Google’s $32B security gambit - Tech giant acquires Wiz in record deal to bolster cloud offerings against AWS and Azure amid rising AI security concerns. The landmark transaction faces regulatory scrutiny while potentially triggering broader M&A activity, with Wiz maintaining multi-cloud compatibility.
xAI acquires X (formerly Twitter) in an all-stock merger - Elon Musk combines social platform and AI startup into a $113B entity, creating a powerful data-model feedback loop. The all-stock transaction values X at $45B—above its 2022 purchase price—while giving investors access to the more valuable AI business.
Tencent buys into Ubisoft’s crown jewels - Chinese tech giant acquires 25% stake in new $4B entity housing Assassin’s Creed, Far Cry, and Rainbow Six franchises for $1.3 billion. The strategic carveout strengthens Ubisoft’s balance sheet while creating optimal conditions for flagship franchise growth.
US import tariffs redraw tech’s competitive battle lines - US president Trump’s sweeping import taxes disproportionately hammer hardware-dependent giants while digital services face fewer direct impacts. Nintendo delays Switch 2 US preorders, Apple faces margin pressures, Nvidia’s stock tumbles dramatically, and Amazon contends with disruption to its marketplace’s China-sourced inventory.
Platform Papers is published, curated and maintained by Joost Rietveld.
[1] The word “advertising” may also be interpreted to mean any commercial speech. Marketers usually view this definition as overly broad, as it fails to distinguish advertising from distinct forms of speech such as public relations, email marketing, influencer marketing, affiliate marketing, etc.

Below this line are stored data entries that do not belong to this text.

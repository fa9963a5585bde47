use crate::models::{ListingRecord, NOT_AVAILABLE};
use sha2::{Digest, Sha256};
use std::collections::HashSet;

/// Identity key for a record: its URL, or `name-phone` when it has none.
///
/// Records without a URL that share a name and phone (including two `N/A`
/// phones) produce the same key and are treated as one listing.
#[must_use]
pub fn identity_key(record: &ListingRecord) -> String {
    let url = record.url.trim();
    if !url.is_empty() && url != NOT_AVAILABLE {
        url.to_string()
    } else {
        format!("{}-{}", record.name, record.phone)
    }
}

/// Digests of every identity key accepted during one run
#[derive(Debug, Default)]
pub struct SeenKeys {
    digests: HashSet<String>,
}

impl SeenKeys {
    pub fn new() -> Self {
        Self::default()
    }

    /// Returns `true` and remembers the record if it has not been seen before.
    pub fn is_new(&mut self, record: &ListingRecord) -> bool {
        let digest = format!("{:x}", Sha256::digest(identity_key(record).as_bytes()));
        self.digests.insert(digest)
    }

    pub fn len(&self) -> usize {
        self.digests.len()
    }
}
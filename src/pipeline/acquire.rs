use crate::error::ScrapeError;
use crate::models::{Accreditation, ListingRecord, RawCardFields};
use crate::pipeline::dedup::SeenKeys;
use crate::pipeline::enrich::DetailEnricher;
use crate::pipeline::normalize::normalize;
use crate::scrapers::traits::{Element, PageSource};
use crate::scrapers::types::{ScrapeSettings, SiteProfile};
use tracing::{debug, info, warn};
use url::Url;

/// Counters reported at the end of a run
#[derive(Debug, Default, Clone, Copy, PartialEq, Eq)]
pub struct RunStats {
    pub pages: u32,
    pub cards: usize,
    pub skipped: usize,
    pub duplicates: usize,
    pub accepted: usize,
}

/// Walks the paginated search results of a directory and collects listings
pub struct ListingAcquirer<'a> {
    source: &'a dyn PageSource,
    settings: &'a ScrapeSettings,
}

impl<'a> ListingAcquirer<'a> {
    pub fn new(source: &'a dyn PageSource, settings: &'a ScrapeSettings) -> Self {
        Self { source, settings }
    }

    /// Scrape up to `max_pages` result pages starting at `start_url`.
    ///
    /// Stops early at the first page that fails to load or shows no cards.
    /// Only an unparseable `start_url` is an error.
    pub async fn acquire(&self, start_url: &str) -> Result<Vec<ListingRecord>, ScrapeError> {
        let start = Url::parse(start_url).map_err(|source| ScrapeError::InvalidUrl {
            url: start_url.to_string(),
            source,
        })?;

        let profile = &self.settings.profile;
        let enricher = DetailEnricher::new(self.source, self.settings);
        let mut seen = SeenKeys::new();
        let mut listings = Vec::new();
        let mut stats = RunStats::default();

        for page_num in 1..=self.settings.max_pages {
            let url = page_url(&start, page_num);
            info!("Fetching: {}", url);

            let page = match self.source.open(url.as_str(), self.settings.page_timeout).await {
                Ok(page) => page,
                Err(e) if e.is_unavailable() => {
                    info!("No more pages after {}: {}", page_num - 1, e);
                    break;
                }
                Err(e) => {
                    warn!("Could not load page {}: {}", page_num, e);
                    break;
                }
            };

            if let Err(e) = page.wait_for(&profile.listing_marker, self.settings.marker_timeout) {
                info!("No listings found on page {} ({})", page_num, e);
                break;
            }

            let cards = match page.query_all(&profile.card) {
                Ok(cards) => cards,
                Err(e) => {
                    warn!("Could not query cards on page {}: {}", page_num, e);
                    break;
                }
            };
            if cards.is_empty() {
                info!("No listings found on page {}", page_num);
                break;
            }

            info!("Found {} cards on page {}", cards.len(), page_num);
            stats.pages += 1;

            for (idx, card) in cards.iter().enumerate() {
                stats.cards += 1;

                let raw = match extract_card(card.as_ref(), &start, profile) {
                    Ok(raw) => raw,
                    Err(e) => {
                        warn!("Error scraping card {} on page {}: {}", idx, page_num, e);
                        stats.skipped += 1;
                        continue;
                    }
                };
                info!("Current scraping company: {}", raw.name);

                let detail = enricher.enrich(&raw.url).await;
                let record = normalize(&raw, &detail);

                if seen.is_new(&record) {
                    listings.push(record);
                    stats.accepted += 1;
                } else {
                    debug!("Skipping duplicate listing {}", record.url);
                    stats.duplicates += 1;
                }
            }

            drop(cards);
            drop(page);
            self.settings.page_delay.pause().await;
        }

        info!(
            pages = stats.pages,
            cards = stats.cards,
            skipped = stats.skipped,
            duplicates = stats.duplicates,
            accepted = stats.accepted,
            unique_keys = seen.len(),
            "Scrape finished"
        );

        Ok(listings)
    }
}

/// `start` with `page=<page_num>` appended to its query
pub fn page_url(start: &Url, page_num: u32) -> Url {
    let mut url = start.clone();
    url.query_pairs_mut()
        .append_pair("page", &page_num.to_string());
    url
}

/// Read one result card. Name and profile link are required.
pub fn extract_card(
    card: &dyn Element,
    base: &Url,
    profile: &SiteProfile,
) -> Result<RawCardFields, ScrapeError> {
    let link = card
        .query(&profile.name_link)?
        .ok_or(ScrapeError::Extraction { field: "name" })?;
    let name = link.text()?.trim().to_string();
    let href = link
        .attr("href")?
        .ok_or(ScrapeError::Extraction { field: "profile link" })?;
    let url = base
        .join(href.trim())
        .map_err(|source| ScrapeError::InvalidUrl {
            url: href.clone(),
            source,
        })?;

    let phone = card.query(&profile.phone)?.map(|el| el.text()).transpose()?;
    let address = card
        .query(&profile.address)?
        .map(|el| el.text())
        .transpose()?;
    let accreditation = if card.query(&profile.accredited_badge)?.is_some() {
        Accreditation::Accredited
    } else {
        Accreditation::NotAccredited
    };

    Ok(RawCardFields {
        name,
        url: url.to_string(),
        phone,
        address,
        accreditation: Some(accreditation),
    })
}

#[cfg(test)]
#[path = "acquire_test.rs"]
mod tests;
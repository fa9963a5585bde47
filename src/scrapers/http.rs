use crate::error::ScrapeError;
use crate::scrapers::html::HtmlPage;
use crate::scrapers::traits::{Page, PageSource};
use async_trait::async_trait;
use reqwest::Client;
use std::time::Duration;
use tracing::debug;

/// Page source that downloads server-rendered HTML without a browser.
///
/// Works for directories that render their result cards on the server; no
/// scripts run, so markers must be present in the initial response.
pub struct HttpPageSource {
    client: Client,
}

impl HttpPageSource {
    pub fn new(user_agent: &str) -> Result<Self, ScrapeError> {
        let client = Client::builder()
            .user_agent(user_agent)
            .build()
            .map_err(|e| ScrapeError::Setup(format!("failed to create HTTP client: {e}")))?;

        Ok(Self { client })
    }
}

#[async_trait(?Send)]
impl PageSource for HttpPageSource {
    async fn open(&self, url: &str, timeout: Duration) -> Result<Box<dyn Page>, ScrapeError> {
        debug!("Fetching URL: {}", url);

        let fetch_error = |e: reqwest::Error| {
            if e.is_timeout() {
                ScrapeError::Timeout {
                    what: url.to_string(),
                    timeout,
                }
            } else {
                ScrapeError::Navigation {
                    url: url.to_string(),
                    reason: e.to_string(),
                }
            }
        };

        let response = self
            .client
            .get(url)
            .timeout(timeout)
            .send()
            .await
            .map_err(fetch_error)?;

        if !response.status().is_success() {
            return Err(ScrapeError::Navigation {
                url: url.to_string(),
                reason: format!("status {}", response.status()),
            });
        }

        let html = response.text().await.map_err(fetch_error)?;
        debug!("Downloaded {} bytes of HTML", html.len());

        Ok(Box::new(HtmlPage::parse(&html)))
    }

    fn engine_name(&self) -> &'static str {
        "http"
    }
}

#[cfg(test)]
mod tests {
    use super::*;
    use wiremock::matchers::{method, path};
    use wiremock::{Mock, MockServer, ResponseTemplate};

    fn source() -> HttpPageSource {
        HttpPageSource::new("Mozilla/5.0").unwrap()
    }

    #[tokio::test]
    async fn open_parses_served_html() {
        let server = MockServer::start().await;
        Mock::given(method("GET"))
            .and(path("/search"))
            .respond_with(ResponseTemplate::new(200).set_body_string(
                r#"<div class="card result-card"><h3 class="result-business-name"><a href="/a">A</a></h3></div>"#,
            ))
            .mount(&server)
            .await;

        let page = source()
            .open(&format!("{}/search", server.uri()), Duration::from_secs(5))
            .await
            .unwrap();
        assert_eq!(page.query_all(".card.result-card").unwrap().len(), 1);
    }

    #[tokio::test]
    async fn error_status_is_a_navigation_failure() {
        let server = MockServer::start().await;
        Mock::given(method("GET"))
            .respond_with(ResponseTemplate::new(503))
            .mount(&server)
            .await;

        let err = source()
            .open(&format!("{}/search", server.uri()), Duration::from_secs(5))
            .await
            .err()
            .unwrap();
        assert!(matches!(err, ScrapeError::Navigation { .. }));
        assert!(err.is_unavailable());
    }

    #[tokio::test]
    async fn slow_response_times_out() {
        let server = MockServer::start().await;
        Mock::given(method("GET"))
            .respond_with(
                ResponseTemplate::new(200)
                    .set_body_string("<p>late</p>")
                    .set_delay(Duration::from_millis(500)),
            )
            .mount(&server)
            .await;

        let err = source()
            .open(&format!("{}/slow", server.uri()), Duration::from_millis(50))
            .await
            .err()
            .unwrap();
        assert!(matches!(err, ScrapeError::Timeout { .. }));
    }
}
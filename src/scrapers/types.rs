use crate::pipeline::pacing::Pacing;
use std::time::Duration;

/// CSS selectors and labels describing the directory's markup
#[derive(Debug, Clone)]
pub struct SiteProfile {
    /// Marker that signals the result list has rendered
    pub listing_marker: String,
    /// One match per search-result card
    pub card: String,
    /// Link carrying the business name and profile href
    pub name_link: String,
    pub phone: String,
    pub address: String,
    /// Present only on accredited listings
    pub accredited_badge: String,
    /// Label preceding the contact name on a detail page
    pub contact_label: String,
}

impl Default for SiteProfile {
    fn default() -> Self {
        Self {
            listing_marker: ".result-card".to_string(),
            card: ".card.result-card".to_string(),
            name_link: "h3.result-business-name a".to_string(),
            phone: r#"a[href^="tel:"]"#.to_string(),
            address: "p.text-size-5.text-gray-70".to_string(),
            accredited_badge: r#"img[alt="Accredited Business"]"#.to_string(),
            contact_label: "Principal Contact".to_string(),
        }
    }
}

/// Bounds and pacing for one scrape run
#[derive(Debug, Clone)]
pub struct ScrapeSettings {
    /// Highest results page to request
    pub max_pages: u32,
    pub page_timeout: Duration,
    /// How long to wait for `SiteProfile::listing_marker`
    pub marker_timeout: Duration,
    pub detail_timeout: Duration,
    /// Pause after a detail page loads so scripted content can render
    pub detail_settle: Duration,
    /// Once per results page
    pub page_delay: Pacing,
    /// Once per detail page
    pub detail_delay: Pacing,
    pub profile: SiteProfile,
}

impl Default for ScrapeSettings {
    fn default() -> Self {
        Self {
            max_pages: 2,
            page_timeout: Duration::from_secs(10),
            marker_timeout: Duration::from_secs(5),
            detail_timeout: Duration::from_secs(60),
            detail_settle: Duration::from_secs(3),
            page_delay: Pacing::from_secs(2.0, 3.5),
            detail_delay: Pacing::from_secs(1.0, 2.0),
            profile: SiteProfile::default(),
        }
    }
}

[2] There are “incentivized” or “rewarded” ads offered by firms like Google and Meta which compensate users for measurable advertising responses, such as completed views, clicks or installs. These business models are especially popular in the mobile gaming industry. However, completing such responses is not the same thing as offering attention; for example, an ad may play to completion on a screen that has been turned over.